Results of its effectiveness.

The most noteworthy aspect of this study is that 19 of the 22 participants met all the criteria for remission of depression, which represents an 86.4% success rate, since on the depression scale answered at the end of the treatment they showed a score of less than 11 points. In addition, a reduction in suicidal ideation was found in these patients with persistent depression..

In addition, except for one patient who had to drop out on the first day because of anxiety symptoms, the rest did not suffer any serious adverse effects and were able to complete all the treatment sessions.

The only side effects reported by some of the participants in the treatment were the sensation of fatigue, some discomfort in the facial muscles and headache, but without being excessively bothersome. In addition, in the pneumological tests there were also no negative effects after the end of the treatment..

This study was also able to demonstrate that the spaced sessions (with 50 minutes of rest between each session in this case) produced an accumulation of advances, so that improvements were shown by the remission of clinical symptoms, so it is likely that the duration of the intervals between each of the treatment sessions is an important factor to take into account when applying treatments of this type.

Conclusions

The results obtained through the study carried out with this innovative therapy for depression detailed above have been very positive, which is encouraging for the future. However, it has been carried out with a very small sample, so there is still a long way to go and it has to be approved by the different federations and drug agencies in order to be administered more widely in hospitals around the world.

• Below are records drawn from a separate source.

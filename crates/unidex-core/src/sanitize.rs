//! Pre-submission cleanup of edited form state.
//!
//! The editor binds to [`UniversityForm`], which keeps numeric inputs as
//! raw text the way a form widget delivers them. [`sanitize`] is the pure
//! transform that turns that state into a well-formed [`UniversityPatch`]
//! before it is handed to a store's `create` or `update`. It never talks
//! to the store.

use std::collections::BTreeMap;

use crate::models::degree::DegreeLevel;
use crate::models::university::{ByDegree, Fees, Program, Scholarship, UniversityPatch};

/// Editable in-progress record, with free-text numeric fields.
#[derive(Debug, Clone, Default, PartialEq)]
pub struct UniversityForm {
    pub name: String,
    pub portal_url: String,
    pub location: String,
    pub overview: String,
    /// Raw text; coerced to a number (default 0) during sanitization.
    pub application_fee: String,
    /// Raw text per level; unparseable entries are dropped.
    pub average_tuition: BTreeMap<DegreeLevel, String>,
    pub programs: ByDegree<Program>,
    pub scholarships: ByDegree<Scholarship>,
    /// Passed through untouched; the normalizer owns dedup.
    pub restricted_countries: Vec<String>,
}

/// Transforms raw form state into a submission-ready patch.
///
/// - the four text fields are trimmed; a blank overview still travels as
///   an (empty) update so it can clear a previous value, and the
///   normalizer turns it into an absent field
/// - program/scholarship entries with a blank name are dropped, the rest
///   have their fields trimmed
/// - `application_fee` falls back to 0 when unparseable
/// - tuition entries survive only when they parse to a finite number
pub fn sanitize(form: &UniversityForm) -> UniversityPatch {
    UniversityPatch {
        id: None,
        name: Some(form.name.trim().to_owned()),
        portal_url: Some(form.portal_url.trim().to_owned()),
        location: Some(form.location.trim().to_owned()),
        overview: Some(form.overview.trim().to_owned()),
        fees: Some(Fees {
            application: parse_amount(&form.application_fee).unwrap_or(0.0),
            average_tuition: form
                .average_tuition
                .iter()
                .filter_map(|(level, raw)| Some((*level, parse_amount(raw)?)))
                .collect(),
        }),
        programs: Some(sanitize_entries(&form.programs, |program| Program {
            name: program.name.trim().to_owned(),
            duration: program.duration.trim().to_owned(),
            delivery: program.delivery.trim().to_owned(),
        })),
        scholarships: Some(sanitize_entries(&form.scholarships, |scholarship| {
            Scholarship {
                name: scholarship.name.trim().to_owned(),
                amount: scholarship.amount.trim().to_owned(),
                eligibility: scholarship.eligibility.trim().to_owned(),
                deadline: scholarship.deadline.trim().to_owned(),
            }
        })),
        restricted_countries: Some(form.restricted_countries.clone()),
    }
}

fn parse_amount(raw: &str) -> Option<f64> {
    raw.trim().parse::<f64>().ok().filter(|value| value.is_finite())
}

fn sanitize_entries<T: Named>(entries: &ByDegree<T>, clean: impl Fn(&T) -> T) -> ByDegree<T> {
    let mut sanitized = ByDegree::default();
    for level in DegreeLevel::ALL {
        *sanitized.get_mut(level) = entries
            .get(level)
            .iter()
            .filter(|entry| !entry.name().trim().is_empty())
            .map(&clean)
            .collect();
    }
    sanitized
}

trait Named {
    fn name(&self) -> &str;
}

impl Named for Program {
    fn name(&self) -> &str {
        &self.name
    }
}

impl Named for Scholarship {
    fn name(&self) -> &str {
        &self.name
    }
}

#[cfg(test)]
mod tests {
    use super::*;

    fn form() -> UniversityForm {
        UniversityForm {
            name: "  Stanford University ".into(),
            portal_url: " https://apply.example.edu ".into(),
            location: " USA".into(),
            ..Default::default()
        }
    }

    #[test]
    fn trims_text_fields() {
        let patch = sanitize(&form());
        assert_eq!(patch.name.as_deref(), Some("Stanford University"));
        assert_eq!(
            patch.portal_url.as_deref(),
            Some("https://apply.example.edu")
        );
        assert_eq!(patch.location.as_deref(), Some("USA"));
        assert_eq!(patch.overview.as_deref(), Some(""));
    }

    #[test]
    fn drops_blank_name_programs() {
        let mut f = form();
        f.programs.bachelor = vec![
            Program {
                name: "  ".into(),
                ..Default::default()
            },
            Program {
                name: "CS".into(),
                duration: "4y".into(),
                delivery: "on-campus".into(),
            },
        ];

        let programs = sanitize(&f).programs.unwrap();
        assert_eq!(programs.bachelor.len(), 1);
        assert_eq!(programs.bachelor[0].name, "CS");
        assert_eq!(programs.bachelor[0].delivery, "on-campus");
    }

    #[test]
    fn coerces_application_fee_to_number() {
        let mut f = form();
        f.application_fee = " 90 ".into();
        assert_eq!(sanitize(&f).fees.unwrap().application, 90.0);

        f.application_fee = "free".into();
        assert_eq!(sanitize(&f).fees.unwrap().application, 0.0);

        f.application_fee = String::new();
        assert_eq!(sanitize(&f).fees.unwrap().application, 0.0);
    }

    #[test]
    fn keeps_only_numeric_tuition_entries() {
        let mut f = form();
        f.average_tuition.insert(DegreeLevel::Bachelor, "52000".into());
        f.average_tuition.insert(DegreeLevel::Masters, "TBD".into());
        f.average_tuition.insert(DegreeLevel::Phd, "NaN".into());

        let tuition = sanitize(&f).fees.unwrap().average_tuition;
        assert_eq!(tuition.len(), 1);
        assert_eq!(tuition[&DegreeLevel::Bachelor], 52000.0);
    }

    #[test]
    fn restricted_countries_pass_through_unmodified() {
        let mut f = form();
        f.restricted_countries = vec!["USA".into(), " usa ".into(), "".into()];
        // Dedup and trimming are the normalizer's job, not this pipeline's.
        assert_eq!(
            sanitize(&f).restricted_countries.unwrap(),
            vec!["USA", " usa ", ""]
        );
    }
}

However, in this small sample less side effects could be seen than in a treatment that has been approved by the US drug regulatory agency (FDA), which is "transcranial magnetic stimulation", which is applied daily for a period of 6 weeks and offers a success rate of about 50%. which is applied daily for a period of 6 weeks and offers a success rate of approximately 50%, so it would be interesting to see more studies on accelerated intelligent neuromodulation therapy to see if it is a better alternative to transcranial magnetic stimulation.